All of lore.kernel.org
 help / color / mirror / Atom feed
From: Qu Wenruo <quwenruo@cn.fujitsu.com>
To: <linux-btrfs@vger.kernel.org>
Cc: Wang Xiaoguang <wangxg.fnst@cn.fujitsu.com>
Subject: [PATCH v4.1 12/18] btrfs: dedup: Add support for on-disk hash search
Date: Thu, 14 Jan 2016 16:54:58 +0800	[thread overview]
Message-ID: <1452761698-17301-1-git-send-email-quwenruo@cn.fujitsu.com> (raw)

Now on-disk backend should be able to search hash now.
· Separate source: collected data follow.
//! Local filesystem backend.

use std::path::{Component, Path, PathBuf};

use futures_util::StreamExt;
use tokio::fs;
use tokio::io::AsyncWriteExt;
use tokio_util::io::ReaderStream;
use tracing::debug;
use uuid::Uuid;

use crate::error::{StorageError, StorageResult};
use crate::traits::{ByteStream, ObjectBody, StorageBackend, StorageFuture};

/// Stores objects as files under a root directory.
///
/// Keys map to relative paths. Writes land in a temp file next to the target
/// and are renamed into place, so readers never observe a partial object.
#[derive(Debug, Clone)]
pub struct LocalBackend {
    root: PathBuf,
}

impl LocalBackend {
    /// Creates the backend, creating `root` if needed.
    pub async fn new(root: impl Into<PathBuf>) -> StorageResult<Self> {
        let root = root.into();
        fs::create_dir_all(&root).await?;
        Ok(Self { root })
    }

    /// Root directory objects are stored under.
    pub fn root(&self) -> &Path {
        &self.root
    }

    /// Resolves `key` to a path under the root, rejecting keys that escape it.
    fn key_path(&self, key: &str) -> StorageResult<PathBuf> {
        if key.is_empty() {
            return Err(StorageError::InvalidKey("empty key".into()));
        }
        if key.contains('\\') || key.contains('\0') {
            return Err(StorageError::InvalidKey(format!(
                "unsupported character in key: {key}"
            )));
        }
        for component in Path::new(key).components() {
            match component {
                Component::Normal(_) => {}
                _ => {
                    return Err(StorageError::InvalidKey(format!(
                        "key must be a plain relative path: {key}"
                    )));
                }
            }
        }
        Ok(self.root.join(key))
    }

    async fn write_atomically(&self, path: &Path, body: ObjectBody) -> StorageResult<u64> {
        if let Some(parent) = path.parent() {
            fs::create_dir_all(parent).await?;
        }

        let file_name = path
            .file_name()
            .map(|n| n.to_string_lossy().into_owned())
            .unwrap_or_default();
        let temp_path = path.with_file_name(format!(".{file_name}.tmp.{}", Uuid::new_v4()));

        let written = match body {
            ObjectBody::Bytes(data) => {
                let mut file = fs::File::create(&temp_path).await?;
                file.write_all(&data).await?;
                file.sync_all().await?;
                data.len() as u64
            }
            ObjectBody::File(source) => {
                let copied = fs::copy(&source, &temp_path).await?;
                fs::File::open(&temp_path).await?.sync_all().await?;
                copied
            }
        };

        if let Err(e) = fs::rename(&temp_path, path).await {
            let _ = fs::remove_file(&temp_path).await;
            return Err(e.into());
        }
        Ok(written)
    }

    /// Removes now-empty directories between `path` and the root.
    async fn prune_empty_parents(&self, path: &Path) {
        let mut current = path.parent();
        while let Some(dir) = current {
            if dir == self.root || !dir.starts_with(&self.root) {
                break;
            }
            if fs::remove_dir(dir).await.is_err() {
                break;
            }
            current = dir.parent();
        }
    }
}

impl StorageBackend for LocalBackend {
    fn store<'a>(
        &'a self,
        key: &'a str,
        body: ObjectBody,
        content_type: &'a str,
        length: u64,
    ) -> StorageFuture<'a, String> {
        Box::pin(async move {
            let path = self.key_path(key)?;
            let written = self.write_atomically(&path, body).await?;
            debug!(key, content_type, written, declared = length, "stored object");
            Ok(path.to_string_lossy().into_owned())
        })
    }

    fn retrieve<'a>(&'a self, key: &'a str) -> StorageFuture<'a, ByteStream> {
        Box::pin(async move {
            let path = self.key_path(key)?;
            let file = match fs::File::open(&path).await {
                Ok(file) => file,
                Err(e) if e.kind() == std::io::ErrorKind::NotFound => {
                    return Err(StorageError::NotFound(key.to_string()));
                }
                Err(e) => return Err(e.into()),
            };
            let stream = ReaderStream::new(file).map(|chunk| chunk.map_err(StorageError::Io));
            Ok(Box::pin(stream) as ByteStream)
        })
    }

    fn delete<'a>(&'a self, key: &'a str) -> StorageFuture<'a, ()> {
        Box::pin(async move {
            let path = self.key_path(key)?;
            match fs::remove_file(&path).await {
                Ok(()) => {
                    self.prune_empty_parents(&path).await;
                    Ok(())
                }
                Err(e) if e.kind() == std::io::ErrorKind::NotFound => Ok(()),
                Err(e) => Err(e.into()),
            }
        })
    }

    fn exists<'a>(&'a self, key: &'a str) -> StorageFuture<'a, bool> {
        Box::pin(async move {
            let path = self.key_path(key)?;
            Ok(fs::try_exists(&path).await?)
        })
    }

    fn backend_name(&self) -> &'static str {
        "local"
    }
}

#[cfg(test)]
mod tests {
    use std::time::Duration;

    use bytes::Bytes;
    use tempfile::TempDir;

    use super::*;

    async fn read_all(backend: &LocalBackend, key: &str) -> Vec<u8> {
        let mut stream = backend.retrieve(key).await.unwrap();
        let mut out = Vec::new();
        while let Some(chunk) = stream.next().await {
            out.extend_from_slice(&chunk.unwrap());
        }
        out
    }

    #[tokio::test]
    async fn store_and_retrieve() {
        let dir = TempDir::new().unwrap();
        let backend = LocalBackend::new(dir.path()).await.unwrap();

        let locator = backend
            .store("t1/chunks/chunk_0", Bytes::from_static(b"hello").into(), "application/octet-stream", 5)
            .await
            .unwrap();

        assert!(locator.ends_with("chunk_0"));
        assert!(backend.exists("t1/chunks/chunk_0").await.unwrap());
        assert_eq!(read_all(&backend, "t1/chunks/chunk_0").await, b"hello");
    }

    #[tokio::test]
    async fn store_overwrites_existing_object() {
        let dir = TempDir::new().unwrap();
        let backend = LocalBackend::new(dir.path()).await.unwrap();

        backend
            .store("k", Bytes::from_static(b"first").into(), "text/plain", 5)
            .await
            .unwrap();
        backend
            .store("k", Bytes::from_static(b"second").into(), "text/plain", 6)
            .await
            .unwrap();

        assert_eq!(read_all(&backend, "k").await, b"second");
    }

    #[tokio::test]
    async fn store_from_spooled_file() {
        let dir = TempDir::new().unwrap();
        let spool = dir.path().join("spool.bin");
        std::fs::write(&spool, b"assembled bytes").unwrap();
        let backend = LocalBackend::new(dir.path().join("objects")).await.unwrap();

        backend
            .store("owner/object", ObjectBody::File(spool.clone()), "image/jpeg", 15)
            .await
            .unwrap();

        assert_eq!(read_all(&backend, "owner/object").await, b"assembled bytes");
        assert!(spool.exists());
    }

    #[tokio::test]
    async fn retrieve_missing_is_not_found() {
        let dir = TempDir::new().unwrap();
        let backend = LocalBackend::new(dir.path()).await.unwrap();

        let result = backend.retrieve("nope").await;
        assert!(matches!(result, Err(StorageError::NotFound(key)) if key == "nope"));
    }

    #[tokio::test]
    async fn delete_is_idempotent_and_prunes_directories() {
        let dir = TempDir::new().unwrap();
        let backend = LocalBackend::new(dir.path()).await.unwrap();

        backend
            .store("t1/chunks/chunk_0", Bytes::from_static(b"x").into(), "", 1)
            .await
            .unwrap();
        backend.delete("t1/chunks/chunk_0").await.unwrap();
        backend.delete("t1/chunks/chunk_0").await.unwrap();

        assert!(!backend.exists("t1/chunks/chunk_0").await.unwrap());
        assert!(!dir.path().join("t1").exists());
        assert!(dir.path().exists());
    }

    #[tokio::test]
    async fn rejects_escaping_keys() {
        let dir = TempDir::new().unwrap();
        let backend = LocalBackend::new(dir.path()).await.unwrap();

        for key in ["", "../escape", "/etc/passwd", "a/../../b", "./a", "a\\b"] {
            let result = backend.exists(key).await;
            assert!(
                matches!(result, Err(StorageError::InvalidKey(_))),
                "key {key:?} should be rejected"
            );
        }
    }

    #[tokio::test]
    async fn presigning_is_unsupported() {
        let dir = TempDir::new().unwrap();
        let backend = LocalBackend::new(dir.path()).await.unwrap();

        let result = backend
            .presigned_upload_url("owner/object", Duration::from_secs(60))
            .await;
        assert!(matches!(
            result,
            Err(StorageError::Unsupported { backend: "local", .. })
        ));
    }
}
Signed-off-by: Wang Xiaoguang <wangxg.fnst@cn.fujitsu.com>
Signed-off-by: Qu Wenruo <quwenruo@cn.fujitsu.com>
---
v4.1:
   Fix a stupid typo where info->hash_type should be info->backend.
   This makes on-disk backend almost unable to dedup.

---
 fs/btrfs/dedup.c | 145 +++++++++++++++++++++++++++++++++++++++++++++++--------
 fs/btrfs/dedup.h |   3 ++
 2 files changed, 127 insertions(+), 21 deletions(-)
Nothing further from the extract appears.